> [Saved data entries]
═══

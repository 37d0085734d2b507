//! Attempt ledger port.
//!
//! The ledger is the durable, append-only record of every validation attempt
//! and the sole source of truth for resumability and reporting. It is never
//! rewritten, only appended.

use async_trait::async_trait;
use tokio::sync::Mutex;

use crate::domain::models::AttemptRecord;

/// Error types for ledger operations.
#[derive(Debug, thiserror::Error)]
pub enum LedgerError {
    #[error("Ledger storage error: {0}")]
    Storage(String),

    #[error("Ledger record could not be encoded or decoded: {0}")]
    Codec(String),
}

/// Port trait for the durable attempt ledger.
///
/// `append` must be durable before it returns: a crash after append but
/// before the next validation must not lose or duplicate the record.
#[async_trait]
pub trait AttemptLedger: Send + Sync {
    /// Append one record. Called exactly once per attempt, after the attempt
    /// reaches a terminal state.
    async fn append(&self, record: AttemptRecord) -> Result<(), LedgerError>;

    /// All records in append order (insertion order = attempt order).
    async fn read_all(&self) -> Result<Vec<AttemptRecord>, LedgerError>;
}

/// In-memory ledger for unit tests and dry runs. Not durable.
#[derive(Default)]
pub struct InMemoryLedger {
    records: Mutex<Vec<AttemptRecord>>,
}

impl InMemoryLedger {
    pub fn new() -> Self {
        Self::default()
    }
}

#[async_trait]
impl AttemptLedger for InMemoryLedger {
    async fn append(&self, record: AttemptRecord) -> Result<(), LedgerError> {
        self.records.lock().await.push(record);
        Ok(())
    }

    async fn read_all(&self) -> Result<Vec<AttemptRecord>, LedgerError> {
        Ok(self.records.lock().await.clone())
    }
}

#[cfg(test)]
mod tests {
    use super::*;
    use crate::domain::models::{AttemptOutcome, CoverageReport};
    use chrono::Utc;
    use std::collections::BTreeSet;

    fn record(candidate_id: &str) -> AttemptRecord {
        let coverage =
            CoverageReport::from_lines(BTreeSet::new(), BTreeSet::new(), 0.0).expect("empty");
        AttemptRecord {
            candidate_id: candidate_id.into(),
            insertion_point: None,
            outcome: AttemptOutcome::Error,
            coverage_before: coverage,
            coverage_after: None,
            runner_exit_code: None,
            runner_duration_sec: 0.0,
            failure_summary: None,
            timestamp: Utc::now(),
        }
    }

    #[tokio::test]
    async fn in_memory_ledger_preserves_append_order() {
        let ledger = InMemoryLedger::new();
        ledger.append(record("a")).await.expect("append a");
        ledger.append(record("b")).await.expect("append b");
        ledger.append(record("c")).await.expect("append c");

        let all = ledger.read_all().await.expect("read");
        let ids: Vec<_> = all.iter().map(|r| r.candidate_id.as_str()).collect();
        assert_eq!(ids, vec!["a", "b", "c"]);
    }
}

═══

> [TASK STATEMENT] Please count the lines in the records that contain "domain" and reply with the count alone.

> [OUTPUT FOR THIS EXERCISE] 2